You had all of me, you wanted more
Would you have married me if I were poor?
Guess if I was your treasury,
You’d have found the time to treasure me…

This stunning song, one of the strongest cuts from last year’s darkly gorgeous ‘MDNA’ album, was wisely added about half-way through the ‘MDNA’ tour, given a stripped-down acoustic makeover that made the scorchingly personal lyrics all the more powerful. In it, Madonna scolds a former paramour (likely Guy Ritchie) about preferring her bank account over her love. On paper it sounds a bit trite and forced – in song, and certainly in that live performance, it becomes so much more.

How come you can’t see, all that you need is right here with me?
Up until the end, all this pretend wasn’t for free…
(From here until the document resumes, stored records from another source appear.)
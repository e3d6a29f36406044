//! Command table loading with builder pattern and fallback chains.
//!
//! ```no_run
//! use cmdhelp_table::LoadedTable;
//!
//! // Load a single JSON or YAML table file
//! let loaded = LoadedTable::from_file("btrfs.yml").unwrap();
//! println!("{} commands", loaded.table().command_count());
//!
//! // Try a user file first, fall back to the built-in table
//! let loaded = LoadedTable::builder()
//!     .from_file("/etc/cmdhelp/table.json")
//!     .with_builtin()
//!     .build()
//!     .unwrap();
//! ```

use std::path::{Path, PathBuf};

use cmdhelp_core::CommandTable;
use tracing::debug;

use crate::builtin::builtin_table;
use crate::error::{Result, TableError};
use crate::format::TableFormat;

/// Describes where a [`LoadedTable`] was loaded from.
#[derive(Debug, Clone, PartialEq, Eq)]
pub enum TableSource {
    /// A JSON or YAML table file.
    File(PathBuf),
    /// The table compiled into the binary.
    Builtin,
    /// A fallback chain of multiple sources.
    Multiple(Vec<TableSource>),
}

/// A command table together with its origin.
#[derive(Debug)]
pub struct LoadedTable {
    table: CommandTable,
    source: TableSource,
}

impl LoadedTable {
    /// Returns a new [`TableBuilder`] for configuring a fallback chain.
    pub fn builder() -> TableBuilder {
        TableBuilder::new()
    }

    /// Loads a table file, picking JSON or YAML by extension.
    ///
    /// # Errors
    ///
    /// Returns [`TableError::UnsupportedFormat`] for an unknown extension,
    /// [`TableError::IoError`] if the file cannot be read, or a JSON/YAML
    /// error if parsing fails.
    pub fn from_file(path: impl AsRef<Path>) -> Result<Self> {
        let path = path.as_ref();
        let format = TableFormat::from_path(path)?;
        let text = std::fs::read_to_string(path)?;
        let table = format.parse_table(&text)?;
        debug!(path = %path.display(), commands = table.command_count(), "Loaded command table");

        Ok(Self {
            table,
            source: TableSource::File(path.to_path_buf()),
        })
    }

    /// Loads the built-in table.
    ///
    /// # Errors
    ///
    /// Returns [`TableError::UsageError`] if a built-in usage description is
    /// malformed.
    pub fn builtin() -> Result<Self> {
        Ok(Self {
            table: builtin_table()?,
            source: TableSource::Builtin,
        })
    }

    pub fn table(&self) -> &CommandTable {
        &self.table
    }

    pub fn into_table(self) -> CommandTable {
        self.table
    }

    /// Returns a reference to the source metadata.
    pub fn source(&self) -> &TableSource {
        &self.source
    }
}

/// Builder for loading a [`LoadedTable`] through a fallback chain.
///
/// Sources are tried in the order they are added. The first successful load
/// wins; if all fail, [`TableError::NoSourcesAvailable`] is returned.
pub struct TableBuilder {
    sources: Vec<TableSource>,
}

impl TableBuilder {
    /// Creates a new builder with no sources.
    pub fn new() -> Self {
        Self {
            sources: Vec::new(),
        }
    }

    /// Adds a table file as a source.
    pub fn from_file(mut self, path: impl Into<PathBuf>) -> Self {
        self.sources.push(TableSource::File(path.into()));
        self
    }

    /// Adds the built-in table as a source.
    pub fn with_builtin(mut self) -> Self {
        self.sources.push(TableSource::Builtin);
        self
    }

    /// Attempts to load a table from configured sources in order.
    pub fn build(self) -> Result<LoadedTable> {
        if self.sources.is_empty() {
            return Err(TableError::NoSourcesAvailable);
        }

        let all_sources = self.sources.clone();

        for source in &self.sources {
            let result = match source {
                TableSource::File(path) => LoadedTable::from_file(path),
                TableSource::Builtin => LoadedTable::builtin(),
                TableSource::Multiple(_) => continue,
            };

            match result {
                Ok(mut loaded) => {
                    loaded.source = TableSource::Multiple(all_sources);
                    return Ok(loaded);
                }
                Err(err) => debug!(?source, error = %err, "Table source failed, trying next"),
            }
        }

        Err(TableError::NoSourcesAvailable)
    }
}

impl Default for TableBuilder {
    fn default() -> Self {
        Self::new()
    }
}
I don’t know what it’s like to be used for my money (mostly because I’ve never a substantial amount of my own), and I’ve certainly never latched onto someone because they’ve had money either (having never dated a rich boy). But I’m told, and I can understand, that money is one of the biggest causes of break-ups and relationship troubles. (Tell it Suze Orman.) I suppose no one knows that more than Madonna, who reportedly moved into the billionaire’s club recently.

Hold me like your money,
Tell me that you want me
Spend your love on me
Spend your love on me.
Now you have your money
Spend it ’til there’s nothing
Spend your love on me,
Spend your love on me.

It’s hard to work up much empathy for a billionaire, but it does add another layer of complexity to the Madonna mystique. Imagine having that kind of money, the worries and responsibility that goes with being a corporation unto yourself. Sure, she has people who can take care of all of that, but how do you trust all of them? And how do you know if you’re being used? There’s whole other levels of worry, doubt, and dilemmas that grow exponentially as your net worth increases.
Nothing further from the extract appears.